Center for Language and Speech Processing, The Johns Hopkins University, Baltimore, MD, USA.
NPJ Parkinsons Dis. 2024 Oct 27;10(1):207. doi: 10.1038/s41531-024-00817-9.
Numerous studies proposed methods to detect Parkinson's disease (PD) via speech analysis. However, existing corpora often lack prodromal recordings, have small sample sizes, and lack longitudinal data. Speech samples from celebrities who publicly disclosed their PD diagnosis provide longitudinal data, allowing the creation of a new corpus, ParkCeleb. We collected videos from 40 subjects with PD and 40 controls and analyzed evolving speech features from 10 years before to 20 years after diagnosis. Our longitudinal analysis, focused on 15 subjects with PD and 15 controls, revealed features like pitch variability, pause duration, speech rate, and syllable duration, indicating PD progression. Early dysarthria patterns were detectable in the prodromal phase, with the best classifiers achieving AUCs of 0.72 and 0.75 for data collected ten and five years before diagnosis, respectively, and 0.93 post-diagnosis. This study highlights the potential for early detection methods, aiding treatment response identification and screening in clinical trials.

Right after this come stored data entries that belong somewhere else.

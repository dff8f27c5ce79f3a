mod engine;
mod phase;
mod ticker;

pub use engine::{TickOutcome, TimerEngine, TimerState};
pub use phase::{format_clock, Phase};
pub use ticker::{
    ManualTicks, Subscription, SubscriptionId, TickGuard, TickSource, TokioTicks,
};
//! SQLite-backed profile store.
//!
//! One row per user in `space_settings`, mirroring the settings table of
//! the hosted backend.

use std::path::Path;

use chrono::Utc;
use rusqlite::{params, Connection, OptionalExtension};

use super::{Preference, PreferenceSnapshot, ProfileStore};
use crate::error::{CoreError, StoreError};
use crate::storage::data_dir;

pub struct SqliteProfileStore {
    conn: Connection,
}

impl SqliteProfileStore {
    /// Open the store at `~/.config/focuspace/focuspace.db`.
    ///
    /// # Errors
    /// Returns an error if the data directory or database cannot be opened.
    pub fn open() -> Result<Self, CoreError> {
        let path = data_dir()?.join("focuspace.db");
        Ok(Self::open_at(&path)?)
    }

    pub fn open_at(path: &Path) -> Result<Self, StoreError> {
        let conn = Connection::open(path).map_err(|source| StoreError::OpenFailed {
            path: path.to_path_buf(),
            source,
        })?;
        let store = Self { conn };
        store.migrate()?;
        Ok(store)
    }

    /// Open an in-memory store.
    pub fn open_memory() -> Result<Self, StoreError> {
        let conn = Connection::open_in_memory()?;
        let store = Self { conn };
        store.migrate()?;
        Ok(store)
    }

    fn migrate(&self) -> Result<(), StoreError> {
        self.conn.execute_batch(
            "CREATE TABLE IF NOT EXISTS space_settings (
                user_id              TEXT PRIMARY KEY,
                timer_duration_id    TEXT,
                background_image_url TEXT,
                background_music_id  TEXT,
                visual_effect_id     TEXT,
                updated_at           TEXT NOT NULL
            );",
        )?;
        Ok(())
    }
}

impl ProfileStore for SqliteProfileStore {
    fn load(&self, user_id: &str) -> Result<PreferenceSnapshot, StoreError> {
        let snapshot = self
            .conn
            .query_row(
                "SELECT timer_duration_id, background_image_url, background_music_id, visual_effect_id
                 FROM space_settings WHERE user_id = ?1",
                params![user_id],
                |row| {
                    Ok(PreferenceSnapshot {
                        duration_id: row.get(0)?,
                        background_url: row.get(1)?,
                        music_track_id: row.get(2)?,
                        visual_effect_id: row.get(3)?,
                    })
                },
            )
            .optional()?;
        Ok(snapshot.unwrap_or_default())
    }

    fn save(&mut self, user_id: &str, preference: &Preference) -> Result<(), StoreError> {
        let column = preference.column();
        let sql = format!(
            "INSERT INTO space_settings (user_id, {column}, updated_at) VALUES (?1, ?2, ?3)
             ON CONFLICT(user_id) DO UPDATE SET {column} = excluded.{column}, updated_at = excluded.updated_at"
        );
        self.conn.execute(
            &sql,
            params![user_id, preference.value(), Utc::now().to_rfc3339()],
        )?;
        Ok(())
    }
}
use clap::{Parser, Subcommand};
use tracing_subscriber::EnvFilter;

mod commands;

#[derive(Parser)]
#[command(name = "focuspace", version, about = "Focuspace focus timer")]
struct Cli {
    #[command(subcommand)]
    command: Commands,
}

#[derive(Subcommand)]
enum Commands {
    /// Run an interactive focus session
    Run(commands::run::RunArgs),
    /// List duration presets
    Presets,
    /// List background music tracks
    Tracks,
    /// List visual effects
    Effects,
    /// Saved per-user preferences
    Prefs {
        #[command(subcommand)]
        action: commands::prefs::PrefsAction,
    },
    /// Configuration management
    Config {
        #[command(subcommand)]
        action: commands::config::ConfigAction,
    },
}

fn init_tracing() {
    let filter =
        EnvFilter::try_from_default_env().unwrap_or_else(|_| EnvFilter::new("focuspace=info"));
    tracing_subscriber::fmt()
        .with_env_filter(filter)
        .with_writer(std::io::stderr)
        .init();
}

fn main() {
    init_tracing();
    let cli = Cli::parse();
    let result = match cli.command {
        Commands::Run(args) => commands::run::run(args),
        Commands::Presets => commands::catalog::presets(),
        Commands::Tracks => commands::catalog::tracks(),
        Commands::Effects => commands::catalog::effects(),
        Commands::Prefs { action } => commands::prefs::run(action),
        Commands::Config { action } => commands::config::run(action),
    };

    if let Err(e) = result {
        eprintln!("error: {e}");
        std::process::exit(1);
    }
}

众多研究提出了通过语音分析检测帕金森病(PD)的方法。然而,现有的语料库往往缺乏前驱期记录,样本量小,且缺乏纵向数据。公开披露其PD诊断的名人的语音样本提供了纵向数据,从而得以创建一个新的语料库ParkCeleb。我们收集了40名PD患者和40名对照者的视频,并分析了从诊断前10年到诊断后20年语音特征的变化。我们针对15名PD患者和15名对照者进行的纵向分析揭示了诸如音高变异性、停顿持续时间、语速和音节持续时间等特征,表明了PD的进展情况。在前驱期即可检测到早期构音障碍模式,对于诊断前10年和5年收集的数据,最佳分类器的曲线下面积(AUC)分别达到0.72和0.75,诊断后为0.93。本研究突出了早期检测方法的潜力,有助于在临床试验中识别治疗反应和进行筛查。